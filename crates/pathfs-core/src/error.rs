// Copyright 2025 Schelling Point Labs Inc
// SPDX-License-Identifier: AGPL-3.0-only

//! Error types for the pathfs contract

use std::io;

/// Failure vocabulary shared by every filesystem operation.
///
/// Each kind corresponds to exactly one native status code; the mapping
/// itself lives on the bridge side of the boundary.
#[derive(Clone, Copy, Debug, PartialEq, Eq, Hash)]
pub enum ErrorKind {
    NotFound,
    PermissionDenied,
    AlreadyExists,
    Unsupported,
    ReadOnlyFilesystem,
    BadHandle,
    NoSuchAttribute,
    NameTooLong,
    /// Destination buffer too small for the value being written.
    OutOfRange,
    InvalidArgument,
    Io,
}

impl ErrorKind {
    fn as_str(self) -> &'static str {
        match self {
            ErrorKind::NotFound => "not found",
            ErrorKind::PermissionDenied => "permission denied",
            ErrorKind::AlreadyExists => "already exists",
            ErrorKind::Unsupported => "unsupported",
            ErrorKind::ReadOnlyFilesystem => "read-only filesystem",
            ErrorKind::BadHandle => "bad file handle",
            ErrorKind::NoSuchAttribute => "no such attribute",
            ErrorKind::NameTooLong => "name too long",
            ErrorKind::OutOfRange => "buffer too small",
            ErrorKind::InvalidArgument => "invalid argument",
            ErrorKind::Io => "io error",
        }
    }
}

impl std::fmt::Display for ErrorKind {
    fn fmt(&self, f: &mut std::fmt::Formatter<'_>) -> std::fmt::Result {
        f.write_str(self.as_str())
    }
}

/// Operation failure: an error kind plus an optional message and cause.
///
/// Every filesystem operation either succeeds or returns one of these; the
/// dispatch boundary reduces it to a single native status code.
#[derive(Debug, thiserror::Error)]
#[error("{}{}", .kind, .message.as_ref().map(|m| format!(": {m}")).unwrap_or_default())]
pub struct FsError {
    kind: ErrorKind,
    message: Option<String>,
    #[source]
    cause: Option<Box<dyn std::error::Error + Send + Sync + 'static>>,
}

impl FsError {
    pub fn new(kind: ErrorKind) -> Self {
        Self {
            kind,
            message: None,
            cause: None,
        }
    }

    pub fn with_message(kind: ErrorKind, message: impl Into<String>) -> Self {
        Self {
            kind,
            message: Some(message.into()),
            cause: None,
        }
    }

    pub fn with_cause(
        kind: ErrorKind,
        message: impl Into<String>,
        cause: impl Into<Box<dyn std::error::Error + Send + Sync + 'static>>,
    ) -> Self {
        Self {
            kind,
            message: Some(message.into()),
            cause: Some(cause.into()),
        }
    }

    /// Failure returned by every operation a filesystem does not override.
    pub fn unsupported() -> Self {
        Self::new(ErrorKind::Unsupported)
    }

    pub fn kind(&self) -> ErrorKind {
        self.kind
    }

    pub fn message(&self) -> Option<&str> {
        self.message.as_deref()
    }
}

impl From<ErrorKind> for FsError {
    fn from(kind: ErrorKind) -> Self {
        Self::new(kind)
    }
}

impl From<io::Error> for FsError {
    fn from(err: io::Error) -> Self {
        let kind = match err.kind() {
            io::ErrorKind::NotFound => ErrorKind::NotFound,
            io::ErrorKind::PermissionDenied => ErrorKind::PermissionDenied,
            io::ErrorKind::AlreadyExists => ErrorKind::AlreadyExists,
            _ => ErrorKind::Io,
        };
        Self {
            kind,
            message: None,
            cause: Some(Box::new(err)),
        }
    }
}

pub type FsResult<T> = Result<T, FsError>;
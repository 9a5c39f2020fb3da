// Copyright 2025 Schelling Point Labs Inc
// SPDX-License-Identifier: AGPL-3.0-only

//! Failure-kind to native status code translation

use libc::c_int;
use pathfs_core::ErrorKind;

/// `ENOATTR` spelling differs per platform; Linux reports missing
/// attributes as `ENODATA`.
#[cfg(target_os = "linux")]
pub const ENOATTR: c_int = libc::ENODATA;
#[cfg(not(target_os = "linux"))]
pub const ENOATTR: c_int = libc::ENOATTR;

/// Map a declared failure kind to its positive errno value.
pub fn errno(kind: ErrorKind) -> c_int {
    match kind {
        ErrorKind::NotFound => libc::ENOENT,
        ErrorKind::PermissionDenied => libc::EACCES,
        ErrorKind::AlreadyExists => libc::EEXIST,
        ErrorKind::Unsupported => libc::ENOSYS,
        ErrorKind::ReadOnlyFilesystem => libc::EROFS,
        ErrorKind::BadHandle => libc::EBADF,
        ErrorKind::NoSuchAttribute => ENOATTR,
        ErrorKind::NameTooLong => libc::ENAMETOOLONG,
        ErrorKind::OutOfRange => libc::ERANGE,
        ErrorKind::InvalidArgument => libc::EINVAL,
        ErrorKind::Io => libc::EIO,
    }
}

#[cfg(test)]
mod tests {
    use super::*;

    #[test]
    fn every_kind_has_a_distinct_errno() {
        let kinds = [
            ErrorKind::NotFound,
            ErrorKind::PermissionDenied,
            ErrorKind::AlreadyExists,
            ErrorKind::Unsupported,
            ErrorKind::ReadOnlyFilesystem,
            ErrorKind::BadHandle,
            ErrorKind::NoSuchAttribute,
            ErrorKind::NameTooLong,
            ErrorKind::OutOfRange,
            ErrorKind::InvalidArgument,
            ErrorKind::Io,
        ];
        let mut codes: Vec<c_int> = kinds.iter().map(|&k| errno(k)).collect();
        assert!(codes.iter().all(|&c| c > 0));
        codes.sort_unstable();
        codes.dedup();
        assert_eq!(codes.len(), kinds.len());
    }

    #[test]
    fn range_error_is_distinguishable_for_retry() {
        assert_eq!(errno(ErrorKind::OutOfRange), libc::ERANGE);
        assert_ne!(errno(ErrorKind::OutOfRange), errno(ErrorKind::Io));
    }
}
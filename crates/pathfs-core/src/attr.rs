// Copyright 2025 Schelling Point Labs Inc
// SPDX-License-Identifier: AGPL-3.0-only

//! Attribute and statistics value objects

/// POSIX mode bit vocabulary used throughout the contract.
pub mod mode {
    /// Mask for the permission bits, including SUID/SGID/sticky.
    pub const PERMISSION_MASK: u32 = 0o007777;

    pub const SUID_BIT: u32 = 0o004000;
    pub const SGID_BIT: u32 = 0o002000;
    pub const STICKY_BIT: u32 = 0o001000;

    pub const OWNER_MASK: u32 = 0o000700;
    pub const OWNER_READ: u32 = 0o000400;
    pub const OWNER_WRITE: u32 = 0o000200;
    pub const OWNER_EXECUTE: u32 = 0o000100;

    pub const GROUP_MASK: u32 = 0o000070;
    pub const GROUP_READ: u32 = 0o000040;
    pub const GROUP_WRITE: u32 = 0o000020;
    pub const GROUP_EXECUTE: u32 = 0o000010;

    pub const OTHER_MASK: u32 = 0o000007;
    pub const OTHER_READ: u32 = 0o000004;
    pub const OTHER_WRITE: u32 = 0o000002;
    pub const OTHER_EXECUTE: u32 = 0o000001;

    pub const TYPE_MASK: u32 = 0o170000;
    pub const TYPE_SOCKET: u32 = 0o140000;
    pub const TYPE_SYMLINK: u32 = 0o120000;
    pub const TYPE_FILE: u32 = 0o100000;
    pub const TYPE_BLOCKDEV: u32 = 0o060000;
    pub const TYPE_DIR: u32 = 0o040000;
    pub const TYPE_CHARDEV: u32 = 0o020000;
    pub const TYPE_FIFO: u32 = 0o010000;
}

/// File type. Every attribute snapshot carries exactly one of these.
#[derive(Clone, Copy, Debug, PartialEq, Eq, Hash)]
pub enum FileKind {
    Socket,
    Symlink,
    Regular,
    BlockDevice,
    Directory,
    CharDevice,
    Fifo,
}

impl FileKind {
    /// The `TYPE_*` bit group for this kind.
    pub const fn bits(self) -> u32 {
        match self {
            FileKind::Socket => mode::TYPE_SOCKET,
            FileKind::Symlink => mode::TYPE_SYMLINK,
            FileKind::Regular => mode::TYPE_FILE,
            FileKind::BlockDevice => mode::TYPE_BLOCKDEV,
            FileKind::Directory => mode::TYPE_DIR,
            FileKind::CharDevice => mode::TYPE_CHARDEV,
            FileKind::Fifo => mode::TYPE_FIFO,
        }
    }

    /// Extract the kind from a full mode word, if the type bits are valid.
    pub fn from_mode(mode_word: u32) -> Option<FileKind> {
        match mode_word & mode::TYPE_MASK {
            mode::TYPE_SOCKET => Some(FileKind::Socket),
            mode::TYPE_SYMLINK => Some(FileKind::Symlink),
            mode::TYPE_FILE => Some(FileKind::Regular),
            mode::TYPE_BLOCKDEV => Some(FileKind::BlockDevice),
            mode::TYPE_DIR => Some(FileKind::Directory),
            mode::TYPE_CHARDEV => Some(FileKind::CharDevice),
            mode::TYPE_FIFO => Some(FileKind::Fifo),
            _ => None,
        }
    }
}

/// File metadata snapshot returned by `getattr`.
///
/// Timestamps are seconds since the Unix epoch.
#[derive(Clone, Copy, Debug, PartialEq, Eq)]
pub struct FileAttr {
    pub inode: u64,
    pub mode: u32,
    pub nlink: u32,
    pub uid: u32,
    pub gid: u32,
    pub rdev: u64,
    pub size: u64,
    pub blocks: u64,
    pub atime: i64,
    pub mtime: i64,
    pub ctime: i64,
}

impl FileAttr {
    pub fn builder(kind: FileKind) -> FileAttrBuilder {
        FileAttrBuilder {
            kind,
            perm: 0,
            inode: 0,
            nlink: 0,
            uid: 0,
            gid: 0,
            rdev: 0,
            size: 0,
            blocks: 0,
            atime: 0,
            mtime: 0,
            ctime: 0,
        }
    }

    pub fn kind(&self) -> Option<FileKind> {
        FileKind::from_mode(self.mode)
    }

    pub fn perm(&self) -> u32 {
        self.mode & mode::PERMISSION_MASK
    }
}

/// Builder for [`FileAttr`]. The type bits come from the [`FileKind`] the
/// builder was created with and the permission bits from `perm`; the two are
/// merged exactly once in [`build`](Self::build).
#[derive(Clone, Debug)]
pub struct FileAttrBuilder {
    kind: FileKind,
    perm: u32,
    inode: u64,
    nlink: u32,
    uid: u32,
    gid: u32,
    rdev: u64,
    size: u64,
    blocks: u64,
    atime: i64,
    mtime: i64,
    ctime: i64,
}

impl FileAttrBuilder {
    pub fn build(self) -> FileAttr {
        FileAttr {
            inode: self.inode,
            mode: self.kind.bits() | (self.perm & mode::PERMISSION_MASK),
            nlink: self.nlink,
            uid: self.uid,
            gid: self.gid,
            rdev: self.rdev,
            size: self.size,
            blocks: self.blocks,
            atime: self.atime,
            mtime: self.mtime,
            ctime: self.ctime,
        }
    }

    pub fn perm(mut self, perm: u32) -> Self {
        self.perm = perm;
        self
    }

    pub fn inode(mut self, inode: u64) -> Self {
        self.inode = inode;
        self
    }

    pub fn nlink(mut self, nlink: u32) -> Self {
        self.nlink = nlink;
        self
    }

    pub fn uid(mut self, uid: u32) -> Self {
        self.uid = uid;
        self
    }

    pub fn gid(mut self, gid: u32) -> Self {
        self.gid = gid;
        self
    }

    pub fn rdev(mut self, rdev: u64) -> Self {
        self.rdev = rdev;
        self
    }

    pub fn size(mut self, size: u64) -> Self {
        self.size = size;
        self
    }

    pub fn blocks(mut self, blocks: u64) -> Self {
        self.blocks = blocks;
        self
    }

    pub fn atime(mut self, atime: i64) -> Self {
        self.atime = atime;
        self
    }

    pub fn mtime(mut self, mtime: i64) -> Self {
        self.mtime = mtime;
        self
    }

    pub fn ctime(mut self, ctime: i64) -> Self {
        self.ctime = ctime;
        self
    }
}

/// Filesystem statistics returned by `statfs`.
#[derive(Clone, Copy, Debug, Default, PartialEq, Eq)]
pub struct FsStatfs {
    pub block_size: u32,
    pub blocks: u64,
    pub blocks_free: u64,
    pub blocks_avail: u64,
    pub files: u64,
    pub files_free: u64,
    pub namelen: u32,
}

#[cfg(test)]
mod tests {
    use super::*;

    #[test]
    fn builder_merges_type_and_permission_bits_once() {
        let attr = FileAttr::builder(FileKind::Regular)
            .perm(0o644)
            .inode(42)
            .nlink(1)
            .size(17)
            .blocks(1)
            .build();
        assert_eq!(attr.mode, mode::TYPE_FILE | 0o644);
        assert_eq!(attr.kind(), Some(FileKind::Regular));
        assert_eq!(attr.perm(), 0o644);
    }

    #[test]
    fn builder_masks_stray_type_bits_out_of_perm() {
        let attr = FileAttr::builder(FileKind::Directory).perm(0o40755).build();
        assert_eq!(attr.mode, mode::TYPE_DIR | 0o755);
    }

    #[test]
    fn kind_round_trips_through_mode_bits() {
        for kind in [
            FileKind::Socket,
            FileKind::Symlink,
            FileKind::Regular,
            FileKind::BlockDevice,
            FileKind::Directory,
            FileKind::CharDevice,
            FileKind::Fifo,
        ] {
            assert_eq!(FileKind::from_mode(kind.bits() | 0o777), Some(kind));
        }
        assert_eq!(FileKind::from_mode(0), None);
    }
}
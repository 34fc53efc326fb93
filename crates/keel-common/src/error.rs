use thiserror::Error;

pub type CommonResult<T> = Result<T, CommonError>;

#[derive(Debug, Error)]
pub enum CommonError {
    #[error("invalid argument: {0}")]
    InvalidArgument(String),
}

impl CommonError {
    pub fn invalid(message: impl Into<String>) -> Self {
        CommonError::InvalidArgument(message.into())
    }
}
use std::io::Write;
use std::sync::Mutex;

use keel_common::config::LoggingConfig;
use log::debug;

use crate::error::{TelemetryError, TelemetryResult};

enum LoggerStatus {
    Uninitialized,
    Initialized,
}

static LOGGER_STATUS: Mutex<LoggerStatus> = Mutex::new(LoggerStatus::Uninitialized);

/// Installs the global logger.
///
/// The filter is taken from `RUST_LOG` and falls back to the configured default filter.
/// Calling this function more than once is an error.
pub fn init_logger(config: &LoggingConfig) -> TelemetryResult<()> {
    let mut status = LOGGER_STATUS
        .lock()
        .map_err(|e| TelemetryError::internal(e.to_string()))?;

    match *status {
        LoggerStatus::Uninitialized => {
            let logger = build_logger(config);
            let max_level = logger.filter();
            log::set_boxed_logger(Box::new(logger))?;
            log::set_max_level(max_level);
            *status = LoggerStatus::Initialized;
            debug!("logger initialized with default filter: {}", config.default_filter);
            Ok(())
        }
        LoggerStatus::Initialized => Err(TelemetryError::internal("logger already initialized")),
    }
}

fn build_logger(config: &LoggingConfig) -> env_logger::Logger {
    env_logger::Builder::from_env(
        env_logger::Env::default().default_filter_or(config.default_filter.as_str()),
    )
    .format(move |buf, record| {
        let level = record.level();
        let target = record.target();
        let style = buf.default_level_style(level);
        let timestamp = buf.timestamp();
        let args = record.args();
        writeln!(buf, "[{timestamp} {style}{level}{style:#} {target}] {args}")
    })
    .build()
}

○ ○ ○ ○ ○ ○ ○

▶ [Task description]
The lines you need are those holding the word "nlink"; copy each of them from the material above.

▶ [Output of the task]
    pub nlink: u32,
            nlink: 0,
    nlink: u32,
            nlink: self.nlink,
    pub fn nlink(mut self, nlink: u32) -> Self {
        self.nlink = nlink;
            .nlink(1)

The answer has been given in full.